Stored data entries
Segment Open

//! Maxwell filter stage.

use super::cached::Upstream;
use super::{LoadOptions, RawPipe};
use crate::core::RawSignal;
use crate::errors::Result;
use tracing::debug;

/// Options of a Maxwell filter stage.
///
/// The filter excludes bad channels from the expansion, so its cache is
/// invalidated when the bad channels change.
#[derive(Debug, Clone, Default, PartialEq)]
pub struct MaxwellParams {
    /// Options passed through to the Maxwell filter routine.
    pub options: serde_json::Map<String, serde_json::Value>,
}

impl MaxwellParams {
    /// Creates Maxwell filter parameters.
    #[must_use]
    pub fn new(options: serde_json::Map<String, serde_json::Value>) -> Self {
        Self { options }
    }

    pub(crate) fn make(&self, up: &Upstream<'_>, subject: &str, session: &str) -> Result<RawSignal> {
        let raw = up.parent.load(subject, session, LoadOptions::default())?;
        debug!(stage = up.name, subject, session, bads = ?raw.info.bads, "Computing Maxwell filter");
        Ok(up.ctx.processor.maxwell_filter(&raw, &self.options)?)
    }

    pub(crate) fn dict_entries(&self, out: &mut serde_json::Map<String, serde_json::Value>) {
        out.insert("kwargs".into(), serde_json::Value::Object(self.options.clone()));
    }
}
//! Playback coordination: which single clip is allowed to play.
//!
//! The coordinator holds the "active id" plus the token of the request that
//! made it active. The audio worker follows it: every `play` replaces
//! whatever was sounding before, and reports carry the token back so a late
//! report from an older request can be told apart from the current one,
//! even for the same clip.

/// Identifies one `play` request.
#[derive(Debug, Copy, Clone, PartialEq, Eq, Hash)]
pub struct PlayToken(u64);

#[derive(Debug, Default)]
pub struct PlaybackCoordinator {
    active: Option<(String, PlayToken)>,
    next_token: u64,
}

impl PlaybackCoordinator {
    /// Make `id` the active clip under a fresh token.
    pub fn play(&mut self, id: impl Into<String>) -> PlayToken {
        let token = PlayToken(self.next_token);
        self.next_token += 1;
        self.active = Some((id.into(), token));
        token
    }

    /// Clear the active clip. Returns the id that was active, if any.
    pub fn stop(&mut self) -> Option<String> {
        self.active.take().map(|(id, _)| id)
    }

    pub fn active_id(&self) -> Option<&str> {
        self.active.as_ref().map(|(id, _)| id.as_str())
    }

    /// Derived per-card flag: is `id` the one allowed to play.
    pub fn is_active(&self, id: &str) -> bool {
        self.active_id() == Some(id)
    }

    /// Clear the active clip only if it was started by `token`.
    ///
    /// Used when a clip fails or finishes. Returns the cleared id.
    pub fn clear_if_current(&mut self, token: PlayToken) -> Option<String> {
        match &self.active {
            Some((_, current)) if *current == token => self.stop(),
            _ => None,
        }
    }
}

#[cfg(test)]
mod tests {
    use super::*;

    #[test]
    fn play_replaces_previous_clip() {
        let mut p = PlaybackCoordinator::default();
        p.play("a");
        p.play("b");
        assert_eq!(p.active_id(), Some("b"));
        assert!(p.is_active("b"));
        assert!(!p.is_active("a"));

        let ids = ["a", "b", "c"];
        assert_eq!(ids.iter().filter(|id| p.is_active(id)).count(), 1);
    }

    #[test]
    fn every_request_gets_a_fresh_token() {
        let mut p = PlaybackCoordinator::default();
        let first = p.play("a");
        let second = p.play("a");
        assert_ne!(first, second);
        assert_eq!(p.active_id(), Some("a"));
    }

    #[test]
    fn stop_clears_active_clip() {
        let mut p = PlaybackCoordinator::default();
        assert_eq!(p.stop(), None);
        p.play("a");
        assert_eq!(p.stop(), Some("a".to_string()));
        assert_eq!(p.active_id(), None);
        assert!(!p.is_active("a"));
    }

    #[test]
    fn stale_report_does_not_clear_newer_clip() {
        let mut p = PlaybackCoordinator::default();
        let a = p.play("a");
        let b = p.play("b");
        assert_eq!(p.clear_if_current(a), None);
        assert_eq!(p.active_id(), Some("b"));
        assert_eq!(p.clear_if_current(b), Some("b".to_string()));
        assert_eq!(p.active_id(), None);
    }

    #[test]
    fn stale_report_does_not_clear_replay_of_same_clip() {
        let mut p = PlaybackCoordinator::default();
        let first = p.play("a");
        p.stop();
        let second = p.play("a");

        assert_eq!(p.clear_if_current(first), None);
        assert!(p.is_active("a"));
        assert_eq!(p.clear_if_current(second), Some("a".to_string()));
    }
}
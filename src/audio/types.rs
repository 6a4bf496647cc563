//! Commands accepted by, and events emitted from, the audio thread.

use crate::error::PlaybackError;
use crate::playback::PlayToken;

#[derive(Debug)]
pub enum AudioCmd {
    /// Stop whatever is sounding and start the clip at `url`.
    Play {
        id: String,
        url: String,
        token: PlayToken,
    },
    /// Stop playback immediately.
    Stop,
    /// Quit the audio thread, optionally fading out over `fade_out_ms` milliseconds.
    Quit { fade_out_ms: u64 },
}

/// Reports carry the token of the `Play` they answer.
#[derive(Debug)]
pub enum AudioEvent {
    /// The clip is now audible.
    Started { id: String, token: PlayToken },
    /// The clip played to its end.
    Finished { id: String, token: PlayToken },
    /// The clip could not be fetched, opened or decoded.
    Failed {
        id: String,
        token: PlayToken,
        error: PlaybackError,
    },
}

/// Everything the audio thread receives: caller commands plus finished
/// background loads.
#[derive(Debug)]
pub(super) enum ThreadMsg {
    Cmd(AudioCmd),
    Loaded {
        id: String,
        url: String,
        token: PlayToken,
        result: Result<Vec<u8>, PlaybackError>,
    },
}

Segment Closed

If a line in the records above has the word "None", copy it out.

            _ => None,
        assert_eq!(p.stop(), None);
        assert_eq!(p.active_id(), None);
        assert_eq!(p.clear_if_current(a), None);
        assert_eq!(p.active_id(), None);
        assert_eq!(p.clear_if_current(first), None);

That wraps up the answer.